A estratégia de enganar as vítimas utiliza de meios eletrônicos para reforçar uma falsa credibilidade ao golpe, conforme o delegado especializado no combate aos crimes cibernéticos, Emerson Wendt, descreve:
Estima-se que o valor de prejuízo às vítimas totalize mais de R$ 550 mil. Já foram identificadas 43 pessoas com participação direta e indireta nos crimes, incluindo os responsáveis pela busca dos cartões, “telefonistas”, instaladores da central com o sistema “URA” (Unidade de Resposta Audível) – equipamento para call center -, integrantes que conferiam as transferências bancárias e “laranjas”, que tinham seus nomes usados no esquema. “Apurou-se que os dados de 62 mil vítimas, quase todas idosas, foram vendidos para os criminosos. Dentre os dados há as seguintes informações: nome completo, data de nascimento, endereço completo, telefones fixo e celular, e-mail, escolaridade, profissão, aposentadoria (sim ou não), se a pessoa possui banda larga, renda, banco utilizado e agência bancária. Essa é a forma pela qual os criminosos conseguem dar credibilidade a sua conduta. Pois, assim, a vítima acredita que está falando com um representante da central ou do banco”, destaca a delegada Débora Dias, que atuou na operação.
Como agiam?
O golpe começava com a realização de uma ligação para a vítima, geralmente idosa. O criminoso dizia ser funcionário de uma central de monitoramento de cartões e solicita confirmação de supostas compras, na maioria das vezes, realizadas em outros estados. A vítima diz que não foram autorizadas as supostas compras. Em seguida, o golpista orienta a vítima a ligar para o seu banco, para o número existente no verso do cartão bancário. Então, a vítima, acreditando que foi alvo de uma clonagem de cartão, liga para o número verdadeiro da central bancária, mas os criminosos desviam a sua ligação por meio de uma central telefônica que tem instalado o sistema “URA” (equipamento para call center). O alvo do golpe passa a conversar com outro criminoso, que se identifica como funcionário de uma central de segurança do banco, afirma que o cartão da vítima foi clonado e que estão sendo feitas compras. Então, o falso funcionário segue dizendo que seria necessário realizar um procedimento de bloqueio do cartão e também uma “investigação de clonagem”.

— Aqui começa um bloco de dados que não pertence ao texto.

//! Physical record location.

use std::fmt;

use super::PageId;

/// Position of a record: a page and a slot within that page.
///
/// This is what every index leaf stores and what the tombstone map is keyed
/// by. A slot id stays valid as long as its page is not rewritten, which
/// never happens after load since pages are append-only.
#[derive(Debug, Clone, Copy, PartialEq, Eq, Hash, PartialOrd, Ord)]
pub struct Location {
    pub page_id: PageId,
    pub slot_id: u16,
}

impl Location {
    /// Filler for unused leaf slots.
    pub const INVALID: Location = Location {
        page_id: PageId::INVALID,
        slot_id: u16::MAX,
    };

    #[inline]
    pub fn new(page_id: PageId, slot_id: u16) -> Self {
        Self { page_id, slot_id }
    }

    #[inline]
    pub fn is_valid(&self) -> bool {
        self.page_id.is_valid()
    }
}

impl Default for Location {
    fn default() -> Self {
        Self::INVALID
    }
}

impl fmt::Display for Location {
    fn fmt(&self, f: &mut fmt::Formatter<'_>) -> fmt::Result {
        write!(f, "({}, slot {})", self.page_id, self.slot_id)
    }
}

#[cfg(test)]
mod tests {
    use super::*;

    #[test]
    fn test_location_ordering_is_page_then_slot() {
        let a = Location::new(PageId::new(0), 90);
        let b = Location::new(PageId::new(1), 0);
        let c = Location::new(PageId::new(1), 1);
        assert!(a < b);
        assert!(b < c);
    }

    #[test]
    fn test_location_default_is_invalid() {
        assert!(!Location::default().is_valid());
        assert!(Location::new(PageId::new(3), 7).is_valid());
    }

    #[test]
    fn test_location_display() {
        let loc = Location::new(PageId::new(2), 5);
        assert_eq!(format!("{}", loc), "(Page(2), slot 5)");
    }
}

A próxima orientação para as vítimas era inserir dados pelo teclado do telefone, incluindo a senha do cartão. Além disso, deveria cortar ao meio o seu cartão bancário, sem danificar o chip, escrever uma carta de contestação das supostas compras e autorizando uma “investigação junto ao banco e Polícia Civil ou Federal”. Em seguida, era solicitada a entrega do cartão cortado e da carta dentro de um envelope lacrado (com cola e grampos) em uma agência de outro estado, no mesmo dia. Quando a vítima diz que não tinha condições de cumprir a solicitação, o golpista garantia mandaria um representante até a casa da vítima para recolher o envelope com o cartão e a carta. Outro criminoso seguia até a casa da vítima e apanhava o seu cartão.

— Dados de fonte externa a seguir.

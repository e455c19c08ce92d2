//! # boxscore CLI
//!
//! Load tab-separated game files into a database file, then query and
//! delete through the indexes.
//!
//! Set `RUST_LOG=debug` to see what the library is doing.

use std::env;
use std::process;

use boxscoredb::deletion::StrategyComparison;
use boxscoredb::index::{FreeThrowPct, ThresholdKey};
use boxscoredb::{Database, GameDate, GameRecord, Percentage, Strategy};
use tracing_subscriber::EnvFilter;

const USAGE: &str = "\
usage: boxscore <command> [args]

commands:
  load   <games.txt> <db>                 load a tab-separated file and write it out
  stats  <db>                             storage and index statistics
  team   <db> <team-id>                   games by home team id
  date   <db> <YYYY-MM-DD>                games on a date
  points <db> <min> <max>                 games by home points
  fg     <db> <min> <max>                 games by home field-goal %
  ft     <db> <min> <max>                 games by home free-throw %
  delete <db> <threshold> [linear|indexed|compare]
                                          delete games with free-throw % above threshold";

fn main() {
    tracing_subscriber::fmt()
        .with_env_filter(EnvFilter::from_default_env())
        .with_writer(std::io::stderr)
        .init();

    let args: Vec<String> = env::args().skip(1).collect();
    if let Err(message) = run(&args) {
        eprintln!("Error: {}", message);
        process::exit(1);
    }
}

fn run(args: &[String]) -> Result<(), String> {
    let Some(command) = args.first() else {
        return Err(USAGE.to_string());
    };
    let rest = &args[1..];

    match (command.as_str(), rest) {
        ("load", [input, db_path]) => load(input, db_path),
        ("stats", [db_path]) => stats(&open(db_path)?),
        ("team", [db_path, id]) => {
            let db = open(db_path)?;
            print_records(&db.search_by_team_id(parse(id)?));
            Ok(())
        }
        ("date", [db_path, date]) => {
            let date: GameDate = date.parse().map_err(|e: boxscoredb::Error| e.to_string())?;
            let db = open(db_path)?;
            print_records(&db.search_by_date(&date));
            Ok(())
        }
        ("points", [db_path, min, max]) => {
            let db = open(db_path)?;
            print_records(&db.search_by_points_range(parse(min)?, parse(max)?));
            Ok(())
        }
        ("fg", [db_path, min, max]) => {
            let db = open(db_path)?;
            print_records(&db.search_by_fg_pct(parse(min)?, parse(max)?));
            Ok(())
        }
        ("ft", [db_path, min, max]) => {
            let db = open(db_path)?;
            print_records(&db.search_by_ft_pct(parse(min)?, parse(max)?));
            Ok(())
        }
        ("delete", [db_path, threshold]) => {
            delete(&open(db_path)?, parse_threshold(threshold)?, "compare")
        }
        ("delete", [db_path, threshold, mode]) => {
            delete(&open(db_path)?, parse_threshold(threshold)?, mode)
        }
        ("help" | "-h" | "--help", _) => {
            println!("{}", USAGE);
            Ok(())
        }
        _ => Err(USAGE.to_string()),
    }
}

fn open(db_path: &str) -> Result<Database, String> {
    Database::open(db_path).map_err(|e| format!("opening {}: {}", db_path, e))
}

fn parse<T: std::str::FromStr>(raw: &str) -> Result<T, String> {
    raw.parse().map_err(|_| format!("invalid number: {}", raw))
}

fn parse_threshold(raw: &str) -> Result<f32, String> {
    match parse::<f32>(raw)? {
        t if t.is_nan() => Err(format!("threshold is not a number: {}", raw)),
        t => Ok(t),
    }
}

fn load(input: &str, db_path: &str) -> Result<(), String> {
    let db = Database::new();
    let report = db
        .load_from_text_file(input)
        .map_err(|e| format!("reading {}: {}", input, e))?;
    db.write_to_disk(db_path)
        .map_err(|e| format!("writing {}: {}", db_path, e))?;

    println!(
        "Loaded {} records ({} lines skipped) into {}",
        report.loaded, report.skipped, db_path
    );
    println!("{}", db.storage_statistics());
    Ok(())
}

fn stats(db: &Database) -> Result<(), String> {
    println!("Storage");
    println!("{}", db.storage_statistics());
    println!();
    println!("Indexes");
    println!("{}", db.index_statistics());
    Ok(())
}

fn delete(db: &Database, threshold: f32, mode: &str) -> Result<(), String> {
    match mode {
        "linear" => report_deletion(db, threshold, Strategy::Linear),
        "indexed" => report_deletion(db, threshold, Strategy::Indexed),
        "compare" => {
            let cmp: StrategyComparison =
                db.compare_deletion::<FreeThrowPct>(Percentage::new(threshold));
            println!("Deleting games with FT% > {}", threshold);
            println!("{}", cmp);
            if !cmp.agree() {
                return Err("strategies disagree".to_string());
            }
        }
        other => return Err(format!("unknown strategy: {}", other)),
    }
    Ok(())
}

fn report_deletion(db: &Database, threshold: f32, strategy: Strategy) {
    let before = db.index_statistics();
    let stats = db.delete_ft_pct_above(threshold, strategy);
    db.rebuild_indexes_skipping_deleted();
    let after = db.index_statistics();

    println!("Deleting games with FT% > {}", threshold);
    println!("{}", stats);
    println!();
    println!(
        "FT% index entries: {} -> {}",
        before.get("ft_pct").map_or(0, |s| s.leaf_entries),
        after.get("ft_pct").map_or(0, |s| s.leaf_entries)
    );
    let above = Percentage::new(threshold).next_above().map_or(threshold, |p| p.0);
    println!(
        "Remaining games with FT% > {}: {}",
        threshold,
        db.search_by_ft_pct(above, 1.0).len()
    );
}

fn print_records(records: &[GameRecord]) {
    for record in records {
        println!("{}", record);
    }
    println!("({} games)", records.len());
}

Com o material, o esquema possibilitava que os golpistas fizessem saques e compras via máquinas de cartão débito/crédito. O criminoso que seguia falando com a vítima solicitava que o seu aparelho celular fosse desligado por algumas horas, com a desculpa de que fossem feitas atualizações de segurança. O objetivo era impedir que a vítima fosse alertada pelo banco a respeito dos saques, compras e transferências efetuados pelos golpistas.
A quadrilha atuava no Rio Grande do Sul, Santa Catarina, Paraná, Piauí, São Paulo, Espírito Santo e Rio de Janeiro. Além de Cachoeira do Sul, os golpes foram registrados em Santa Maria, Rio Pardo, Passo Fundo, Pelotas, Rio Grande, Erechim, Caxias do Sul e Soledade.